Руки легко и бережно опускают его на землю. Мальчик поочерёдно тычется носом в отцовские широкие, всегда горячие ладони. На среднем пальце у князя массивный перстень – красивый, византийский, с цветной эмалью. Мальчик всей пятернёй хватает отца за палец и не хочет отпускать. Но князю пора, он редко бывает в столице, а потому редко видит сына. Князь Александр – воин, полководец и будущий государь.
Мальчик – тоже? Да, а как же! Но ему нужно подрасти. Скоро-скоро и княжич научится держать в руках настоящий стальной клинок. «Ого, да ты совсем большой! Смотри-ка, макушкой уже достаёшь до отцовского стремени…»
…Последние часы княжества… одна рука его отца на перевязи, неподвижная, замотанная в запёкшуюся кровью тряпицу. Другою князь отводит с потного лба спутанные поседевшие пряди; рука эта дрожит – после очередной яростной рубки. Князь прикрывает ею глаза. Глаза смертельно уставшего человека.
Турецкие пушки уже в само ́м городе. Где-то в окружённом, отрезанном от Цитадели и Дырявого мыса дворце ещё дерутся. На чёрных, страшных, опустевших улицах груды убитых.

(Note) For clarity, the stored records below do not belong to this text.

mod config;
mod events;
mod publisher;

pub use config::{AudioProfile, Endpoint, PublishConfig, PublishConfigBuilder, VideoProfile};
pub use events::PublishEvent;
pub use publisher::RtmpPublisher;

Декабрьский день, короткий, как захлебнувшаяся атака, как до срока оборвавшаяся жизнь. Дымится кровь, стекая на стылую землю. Вороний грай, озноб и пар изо рта… Кружатся в стылом воздухе хлопья пепла, и ест глаза чёрный-чёрный дым…
Мокрый снег валит хлопьями, клеится к ресницам и усам, лепится к янычарским сапогам из красной кожи, к их высоким, рукавом спадающим на спину шапкам.
Голова князя непокрыта, в спутанных волосах – снег. И на плечах – устало опущенных, но всё равно могучих – снег…
Княжич с плачем срывается с места, бежит, месит когда-то нарядными сапожками грязную снежную кашу. Впереди стена. Она всё так же далеко, как и в начале его отчаянного рывка. Всё как в дурном сне. Но нельзя, невозможно проснуться.
Он бежит и бежит. Его никто не догоняет. «Всё равно не уйдёт». Ведь за стеной – пропасть…
Тут он обычно терял нить. Всё путалось, бледнело, выцветало. Длился бесконечный летний вечер, высокий, просторный. Пел-насвистывал ветер, мелодией вплетаясь в мерный густой стрекот цикад. Клонились стебли серебристого лимонника, качались сиреневые цветки душицы.
Боль постепенно отпускала. Запутавшись в зарослях, он бездумно парил у самой земли. Бледный его силуэт всплёскивал и колыхался на ветру, подобно рубахе, вывешенной для просушки.
Бывало, всего в двух шагах, шурша травой, проходили влюблённые – рука в руке, волосы растрёпаны, соломинки прилипли к влажным от пота футболкам… Люди его обычно не замечали, и часто он оказывался невольным свидетелем разных тайн: уединённых свиданий, долгих поцелуев, девичьих слёз, чьих-то горячих молитв, сбивчивых признаний шёпотом. Он не слишком-то вникал, не запоминал лиц и имён – шорохи трав, журчание воды в мангупских источниках, пение птиц говорили ему больше, много больше, чем людские голоса. Всё-таки он давно не был обычным мальчиком…
Видеть его могли если не все, то многие. Впрочем, сам он старался не показываться. Бывало, в жаркие дни его заставали врасплох – мечтательно засмотревшегося на облака, или замершего, словно в полусне, на крепостной стене, или зависшего в резном проёме каменного портала.
Вздрагивал воздух – видение исчезало. Объясняли по-разному: кто-то полагал, что голову напекло, кто-то ссылался на «боковые» миражи.
Он и был миражом, облаком, грёзой. Он существовал в несуетном полузабытьи, он не вёл счёт времени, он был ветром, шумом дождя, стрекотом цикад, воздухом, дрожащим от полуденного зноя, вечерней длинной тенью на древней стене, падающей с неба звездой…
Была суббота. На раскопе – выходной. По такому случаю сразу после завтрака Матвей стыдливым комом сунул в один карман синих треников трусы с носками, другой оттопырил куском хозяйственного мыла. И отправился на родник. Стирать.
Шёл да насвистывал. За полтора месяца, уже прожитых на Мангупе, он загорел до черноты, из застенчивого новичка-десятиклассника, стараниями дяди-историка устроенного на время школьных каникул в археологическую экспедицию, превратился в её старожила, вошёл в тонкости нового для себя дела, бравировал разными словечками, а за ужином не стеснялся требовать у повара добавки.
Источник под тенистым сводом ветвей балки Табана-дере назывался Женским. К нему Мотька и держал путь, поскольку стирать он предпочитал подальше от посторонних глаз.